→ **The problem**
As an exercise, copy out the entries exactly as written.

── Data for analysis ──

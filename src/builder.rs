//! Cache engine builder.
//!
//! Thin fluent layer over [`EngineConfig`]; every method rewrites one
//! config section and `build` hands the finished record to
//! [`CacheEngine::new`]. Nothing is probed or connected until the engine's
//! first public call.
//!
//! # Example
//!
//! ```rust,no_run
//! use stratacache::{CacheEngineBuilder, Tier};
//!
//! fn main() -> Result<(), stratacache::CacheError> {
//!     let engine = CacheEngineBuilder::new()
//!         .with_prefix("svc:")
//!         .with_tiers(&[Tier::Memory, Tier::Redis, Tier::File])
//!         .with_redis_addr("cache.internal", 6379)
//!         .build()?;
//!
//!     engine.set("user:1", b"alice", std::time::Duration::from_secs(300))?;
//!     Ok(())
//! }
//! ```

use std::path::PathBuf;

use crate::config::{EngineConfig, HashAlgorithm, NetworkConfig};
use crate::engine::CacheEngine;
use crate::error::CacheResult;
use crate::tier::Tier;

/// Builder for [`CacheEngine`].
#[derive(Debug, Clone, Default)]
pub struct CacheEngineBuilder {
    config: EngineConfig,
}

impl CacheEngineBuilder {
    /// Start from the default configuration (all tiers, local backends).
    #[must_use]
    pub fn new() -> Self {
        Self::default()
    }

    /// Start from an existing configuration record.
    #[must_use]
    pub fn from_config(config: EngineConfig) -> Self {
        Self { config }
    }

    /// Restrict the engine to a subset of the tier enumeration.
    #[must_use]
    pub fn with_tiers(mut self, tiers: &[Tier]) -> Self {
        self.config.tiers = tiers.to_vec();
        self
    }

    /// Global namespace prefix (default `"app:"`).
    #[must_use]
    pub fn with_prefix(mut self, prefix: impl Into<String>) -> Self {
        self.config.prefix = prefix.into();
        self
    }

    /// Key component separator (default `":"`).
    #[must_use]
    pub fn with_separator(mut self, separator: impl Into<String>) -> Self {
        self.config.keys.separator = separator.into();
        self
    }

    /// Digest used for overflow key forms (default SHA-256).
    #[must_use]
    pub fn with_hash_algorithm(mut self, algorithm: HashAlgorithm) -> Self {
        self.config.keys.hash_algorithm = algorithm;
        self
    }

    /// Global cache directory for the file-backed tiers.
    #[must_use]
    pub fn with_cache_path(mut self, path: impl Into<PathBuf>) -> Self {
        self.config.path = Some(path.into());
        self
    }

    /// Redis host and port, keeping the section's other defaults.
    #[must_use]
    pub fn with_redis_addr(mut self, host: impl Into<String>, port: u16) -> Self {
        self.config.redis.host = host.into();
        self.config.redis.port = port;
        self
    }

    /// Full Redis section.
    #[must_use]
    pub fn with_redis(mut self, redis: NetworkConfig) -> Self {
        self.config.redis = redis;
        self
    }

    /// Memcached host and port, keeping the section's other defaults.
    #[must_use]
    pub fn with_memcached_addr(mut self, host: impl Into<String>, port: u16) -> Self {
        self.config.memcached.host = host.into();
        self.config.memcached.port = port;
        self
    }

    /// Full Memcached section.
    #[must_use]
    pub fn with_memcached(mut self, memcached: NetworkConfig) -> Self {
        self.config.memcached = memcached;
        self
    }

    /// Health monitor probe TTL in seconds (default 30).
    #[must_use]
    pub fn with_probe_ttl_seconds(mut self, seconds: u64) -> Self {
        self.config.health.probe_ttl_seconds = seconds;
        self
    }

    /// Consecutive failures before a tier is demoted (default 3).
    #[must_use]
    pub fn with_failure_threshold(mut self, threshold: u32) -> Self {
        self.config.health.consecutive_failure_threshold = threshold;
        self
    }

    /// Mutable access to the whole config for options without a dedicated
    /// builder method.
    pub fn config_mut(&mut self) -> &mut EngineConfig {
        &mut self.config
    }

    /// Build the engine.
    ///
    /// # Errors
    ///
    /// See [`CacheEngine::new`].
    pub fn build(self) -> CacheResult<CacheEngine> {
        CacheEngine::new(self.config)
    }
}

───

→ **Written reply**
filename src/builder.rs
//! Cache engine builder.
//!
//! Thin fluent layer over [`EngineConfig`]; every method rewrites one
//! config section and `build` hands the finished record to
//! [`CacheEngine::new`]. Nothing is probed or connected until the engine's
//! first public call.
//!
//! # Example
//!
//! ```rust,no_run
//! use stratacache::{CacheEngineBuilder, Tier};
//!
//! fn main() -> Result<(), stratacache::CacheError> {
//!     let engine = CacheEngineBuilder::new()
//!         .with_prefix("svc:")
//!         .with_tiers(&[Tier::Memory, Tier::Redis, Tier::File])
//!         .with_redis_addr("cache.internal", 6379)
//!         .build()?;
//!
//!     engine.set("user:1", b"alice", std::time::Duration::from_secs(300))?;
//!     Ok(())
//! }
//! ```

use std::path::PathBuf;

use crate::config::{EngineConfig, HashAlgorithm, NetworkConfig};
use crate::engine::CacheEngine;
use crate::error::CacheResult;
use crate::tier::Tier;

/// Builder for [`CacheEngine`].
#[derive(Debug, Clone, Default)]
pub struct CacheEngineBuilder {
    config: EngineConfig,
}

impl CacheEngineBuilder {
    /// Start from the default configuration (all tiers, local backends).
    #[must_use]
    pub fn new() -> Self {
        Self::default()
    }

    /// Start from an existing configuration record.
    #[must_use]
    pub fn from_config(config: EngineConfig) -> Self {
        Self { config }
    }

    /// Restrict the engine to a subset of the tier enumeration.
    #[must_use]
    pub fn with_tiers(mut self, tiers: &[Tier]) -> Self {
        self.config.tiers = tiers.to_vec();
        self
    }

    /// Global namespace prefix (default `"app:"`).
    #[must_use]
    pub fn with_prefix(mut self, prefix: impl Into<String>) -> Self {
        self.config.prefix = prefix.into();
        self
    }

    /// Key component separator (default `":"`).
    #[must_use]
    pub fn with_separator(mut self, separator: impl Into<String>) -> Self {
        self.config.keys.separator = separator.into();
        self
    }

    /// Digest used for overflow key forms (default SHA-256).
    #[must_use]
    pub fn with_hash_algorithm(mut self, algorithm: HashAlgorithm) -> Self {
        self.config.keys.hash_algorithm = algorithm;
        self
    }

    /// Global cache directory for the file-backed tiers.
    #[must_use]
    pub fn with_cache_path(mut self, path: impl Into<PathBuf>) -> Self {
        self.config.path = Some(path.into());
        self
    }

    /// Redis host and port, keeping the section's other defaults.
    #[must_use]
    pub fn with_redis_addr(mut self, host: impl Into<String>, port: u16) -> Self {
        self.config.redis.host = host.into();
        self.config.redis.port = port;
        self
    }

    /// Full Redis section.
    #[must_use]
    pub fn with_redis(mut self, redis: NetworkConfig) -> Self {
        self.config.redis = redis;
        self
    }

    /// Memcached host and port, keeping the section's other defaults.
    #[must_use]
    pub fn with_memcached_addr(mut self, host: impl Into<String>, port: u16) -> Self {
        self.config.memcached.host = host.into();
        self.config.memcached.port = port;
        self
    }

    /// Full Memcached section.
    #[must_use]
    pub fn with_memcached(mut self, memcached: NetworkConfig) -> Self {
        self.config.memcached = memcached;
        self
    }

    /// Health monitor probe TTL in seconds (default 30).
    #[must_use]
    pub fn with_probe_ttl_seconds(mut self, seconds: u64) -> Self {
        self.config.health.probe_ttl_seconds = seconds;
        self
    }

    /// Consecutive failures before a tier is demoted (default 3).
    #[must_use]
    pub fn with_failure_threshold(mut self, threshold: u32) -> Self {
        self.config.health.consecutive_failure_threshold = threshold;
        self
    }

    /// Mutable access to the whole config for options without a dedicated
    /// builder method.
    pub fn config_mut(&mut self) -> &mut EngineConfig {
        &mut self.config
    }

    /// Build the engine.
    ///
    /// # Errors
    ///
    /// See [`CacheEngine::new`].
    pub fn build(self) -> CacheResult<CacheEngine> {
        CacheEngine::new(self.config)
    }
}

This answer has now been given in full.